Flying Algae IN SPACE!!!!!

Simple fact of life that evolved on Earth, well technically most life that evolved on Earth, and by life I mean animal life, tangents are growing, back on track.  A simple fact of animal life on Earth is that organisms like humans, whales, and nerds all need oxygen to survive.  When we are not on planet Earth, we humans will often use advanced chemistry to filter out carbon dioxide and electrolysis to crack water into hydrogen and oxygen to replace the carbon dioxide that was scrubbed out.  (Honestly the electrolysis thing is surprising to me, before I started writing this piece 10 minutes ago, I sincerely thought we had a chemical approach to at least partially directly recycle the waste gases made by the crew)  This is a problem for long term exploration, if each breath of fresh O2 crew members need to breath in needs to be shipped up, via compressed air or chemically split water, your astronauts are going to be a tad too dependent on home base.  NASA researchers and science fiction authors have put forth a myriad of solutions suggesting ways that plant life could be used to offset at least some of the crews oxygen production means.  Some of my favorites include, specially bred plants with limited musculature that contracts and expands regularly causing air to move (I will try to add a link to the title of the sci-fi novel that has that idea later, found them, book 3 of the Night's Dawn Trilogy* ), in Vernor Vinge's A Deepness in the Sky the author describes a space fairing civilization that ensures that every ship no matter the size has some kind of small garden inside even if it is only a small terrarium, NASA is more pragmatically developing small hydroponic systems to grow lettuce.  My suggestion takes inspiration from all of these ideas, creating a series of small semi-autonomous robotic growth media that are intended to float around the inside of space craft, providing air filtration, visual stimuli, and in emergencies a means to mitigate air from going stale.    

This last detail I will give a little background, actually I won't, after 20 minutes of research it turns out I can't find a link to the story I thought I had read.  The story that I do have is that of Astronaut Jerry Linenger and the Mir 23 crew.

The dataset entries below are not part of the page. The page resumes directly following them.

/*
   Streaming zip file reader and writer, in pure Rust.
   Copyright (C) 2022 Matheus Xavier <mxavier@neonimp.com>

   This program is free software: you can redistribute it and/or modify
   it under the terms of the GNU Lesser General Public License as published by
   the Free Software Foundation, either version 3 of the License, or
   (at your option) any later version.

   This program is distributed in the hope that it will be useful,
   but WITHOUT ANY WARRANTY; without even the implied warranty of
   MERCHANTABILITY or FITNESS FOR A PARTICULAR PURPOSE.  See the
   GNU General Public License for more details.

   You should have received a copy of the GNU Lesser General Public License
   along with this program.  If not, see <https://www.gnu.org/licenses/>.
*/

//! Archive reader over a forward-only source.
//!
//! The reader walks the stream in the order the writer produced it: local
//! headers and payloads first, then the central directory, then the end
//! records. [`ZipReader::next_entry`] yields headers until it runs into the
//! central directory signature, which it pushes back and reports as "no
//! more entries"; payload bytes come from [`ZipReader::read_payload`] or
//! the [`EntryReader`] adapter. If the header announces a trailing data
//! descriptor, it is parsed and checked once the payload ends.
//! An entry's payload can itself be handed to a second `ZipReader` for
//! archives nested inside archives.

use crate::binio;
use crate::codecs::Decoder;
use crate::rewind::RewindReader;
use crate::structures::{
    CentralDirectory, DataDescriptor, EndOfCentralDirectory, EndOfCentralDirectory64,
    LocalFileHeader, Zip64Locator,
};
use crate::{
    Result, ZipError, CD_SIG, CRC32, EOCD64_LOCATOR_SIG, EOCD64_SIG, EOCD_SIG, LFH_SIG,
};
use std::io::{self, Read};

/// The archive's end section: the legacy end record, preceded by the zip64
/// end record and its locator when the archive needed them.
#[derive(Debug, Clone)]
pub struct ArchiveEnd {
    pub zip64: Option<(EndOfCentralDirectory64, Zip64Locator)>,
    pub end: EndOfCentralDirectory,
}

struct OpenEntry {
    header: LocalFileHeader,
    decoder: Decoder,
    crc: crc::Digest<'static, u32>,
    uncompressed: u64,
    descriptor: Option<DataDescriptor>,
    done: bool,
}

/// Reads a zip archive from any [`Read`] source, in a single pass and
/// without seeking.
pub struct ZipReader<R: Read> {
    source: RewindReader<R>,
    current: Option<OpenEntry>,
}

impl<R: Read> ZipReader<R> {
    pub fn new(source: R) -> Self {
        ZipReader {
            source: RewindReader::new(source),
            current: None,
        }
    }

    /// Parses the next local file header, draining whatever is left of the
    /// current entry first. Returns `None` once the central directory (or,
    /// for an empty archive, the end record) begins; its signature is
    /// pushed back for the follow-up parsers.
    pub fn next_entry(&mut self) -> Result<Option<LocalFileHeader>> {
        self.finish_entry()?;
        let sig = binio::read_u32(&mut self.source)?;
        match sig {
            LFH_SIG => {}
            CD_SIG | EOCD_SIG | EOCD64_SIG => {
                self.source.rewind(4)?;
                return Ok(None);
            }
            other => return Err(ZipError::InvalidSignature(other)),
        }
        let header = LocalFileHeader::read_from(&mut self.source)?;
        let decoder = Decoder::for_method(header.compression, header.compressed_size)?;
        self.current = Some(OpenEntry {
            header: header.clone(),
            decoder,
            crc: CRC32.digest(),
            uncompressed: 0,
            descriptor: None,
            done: false,
        });
        Ok(Some(header))
    }

    /// Pulls decompressed payload bytes for the current entry. `Ok(0)`
    /// means end of payload; at that point the source has been rewound
    /// past the decoder's lookahead and any data descriptor has been
    /// parsed and verified.
    pub fn read_payload(&mut self, out: &mut [u8]) -> Result<usize> {
        if out.is_empty() {
            // An empty read must not be mistaken for end of payload.
            return Ok(0);
        }
        let n = {
            let Some(entry) = self.current.as_mut() else {
                return Ok(0);
            };
            if entry.done {
                return Ok(0);
            }
            let n = entry.decoder.read(&mut self.source, out)?;
            if n > 0 {
                entry.crc.update(&out[..n]);
                entry.uncompressed += n as u64;
            }
            n
        };
        if n == 0 {
            self.complete_current()?;
        }
        Ok(n)
    }

    /// The current entry's payload as an [`io::Read`]. A second
    /// [`ZipReader`] can be stacked on top of it to read a nested archive.
    pub fn entry_reader(&mut self) -> EntryReader<'_, R> {
        EntryReader { zip: self }
    }

    /// The data descriptor of the current entry, once its payload has been
    /// read to the end.
    pub fn descriptor(&self) -> Option<DataDescriptor> {
        self.current.as_ref().and_then(|entry| entry.descriptor)
    }

    /// Parses the central directory, up to (not including) the end
    /// records. Call once [`next_entry`](ZipReader::next_entry) has
    /// returned `None`.
    pub fn read_central_directory(&mut self) -> Result<Vec<CentralDirectory>> {
        self.finish_entry()?;
        let mut entries = Vec::new();
        loop {
            let sig = binio::read_u32(&mut self.source)?;
            match sig {
                CD_SIG => entries.push(CentralDirectory::read_from(&mut self.source)?),
                EOCD_SIG | EOCD64_SIG => {
                    self.source.rewind(4)?;
                    return Ok(entries);
                }
                other => return Err(ZipError::InvalidSignature(other)),
            }
        }
    }

    /// Parses the end section: the zip64 end record and locator when
    /// present, then the legacy end record.
    pub fn read_end_of_archive(&mut self) -> Result<ArchiveEnd> {
        let mut sig = binio::read_u32(&mut self.source)?;
        let mut zip64 = None;
        if sig == EOCD64_SIG {
            let end64 = EndOfCentralDirectory64::read_from(&mut self.source)?;
            let locator_sig = binio::read_u32(&mut self.source)?;
            if locator_sig != EOCD64_LOCATOR_SIG {
                return Err(ZipError::InvalidSignature(locator_sig));
            }
            let locator = Zip64Locator::read_from(&mut self.source)?;
            zip64 = Some((end64, locator));
            sig = binio::read_u32(&mut self.source)?;
        }
        if sig != EOCD_SIG {
            return Err(ZipError::InvalidSignature(sig));
        }
        let end = EndOfCentralDirectory::read_from(&mut self.source)?;
        Ok(ArchiveEnd { zip64, end })
    }

    /// Drains the rest of the stream. When this reader sits on top of
    /// another consumer (an outer archive entry, say), that consumer's
    /// position stays correct.
    pub fn close(mut self) -> Result<()> {
        self.finish_entry()?;
        let mut scratch = [0u8; 4096];
        loop {
            if self.source.read(&mut scratch)? == 0 {
                return Ok(());
            }
        }
    }

    pub fn into_inner(self) -> R {
        self.source.into_inner()
    }

    /// Reads the current entry's payload to its end, discarding it.
    fn finish_entry(&mut self) -> Result<()> {
        if self.current.is_none() {
            return Ok(());
        }
        let mut scratch = [0u8; 4096];
        loop {
            let done = match &self.current {
                Some(entry) => entry.done,
                None => true,
            };
            if done {
                break;
            }
            self.read_payload(&mut scratch)?;
        }
        self.current = None;
        Ok(())
    }

    /// End-of-payload bookkeeping: rewind the decoder's lookahead, then
    /// settle the entry against its header or data descriptor.
    fn complete_current(&mut self) -> Result<()> {
        let Some(entry) = self.current.as_mut() else {
            return Ok(());
        };
        if entry.done {
            return Ok(());
        }
        self.source.rewind(entry.decoder.unconsumed())?;
        entry.done = true;

        let actual_crc = std::mem::replace(&mut entry.crc, CRC32.digest()).finalize();
        let actual_compressed = entry.decoder.compressed_bytes();
        let actual_uncompressed = entry.uncompressed;

        let expected = if entry.header.has_data_descriptor() {
            let descriptor = DataDescriptor::read_from(&mut self.source, entry.header.zip64)?;
            entry.descriptor = Some(descriptor);
            descriptor
        } else {
            DataDescriptor {
                crc32: entry.header.crc32,
                compressed_size: entry.header.compressed_size,
                uncompressed_size: entry.header.uncompressed_size,
            }
        };
        if expected.compressed_size != actual_compressed {
            return Err(ZipError::SizeMismatch {
                expected: expected.compressed_size,
                actual: actual_compressed,
            });
        }
        if expected.uncompressed_size != actual_uncompressed {
            return Err(ZipError::SizeMismatch {
                expected: expected.uncompressed_size,
                actual: actual_uncompressed,
            });
        }
        if expected.crc32 != actual_crc {
            return Err(ZipError::ChecksumMismatch {
                expected: expected.crc32,
                actual: actual_crc,
            });
        }
        Ok(())
    }
}

/// [`io::Read`] adapter over the current entry's payload.
pub struct EntryReader<'a, R: Read> {
    zip: &'a mut ZipReader<R>,
}

impl<R: Read> Read for EntryReader<'_, R> {
    fn read(&mut self, buf: &mut [u8]) -> io::Result<usize> {
        self.zip
            .read_payload(buf)
            .map_err(|e| io::Error::new(io::ErrorKind::Other, e))
    }
}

During the Mir 23 mission of series of disasters including fires inside of Mir and spacecraft collisions, astronauts and cosmonauts faced a litany of challenges including losing power.  The detail that I thought I remembered, but cannot find a reference to, so this may be just unreliable memory, is that when the Mir crew lost power, they had to manually fan the air around them to avoid CO2 build up.  (if I find the reference I shall add it in, if not well uhh, the false memory served as a source of inspiration)**

Anyways back to the idea, small robotic vehicles with semi-independent power supplies, designed to fly around the inside of a space craft.  One potential version could have the vehicles embedded with special LEDs intended to serve two distinct but equally beneficial uses.  The first is illumination for the plants/algae that grow on the robot, ensuring that the plants have sufficient energy to grow and provide enough clean air. The second feature is to aid in the sleep cycles of crew members, by increasing the relative ratios of red and blue light according to the time of day, astronauts might have an easier time falling asleep.  Roughly speaking, if you increase the amount of blue light people experience in their environment, they are more prone to being awake, if you increase the amount of red light in the environment, people are more likely to feel sleepy.  As plants only really use red and blue light to photosynthesis, it is not that unreasonable to carefully change the light output of the grow lights to accommodate the crew, and the plants, hopefully should not be any worse for the wear.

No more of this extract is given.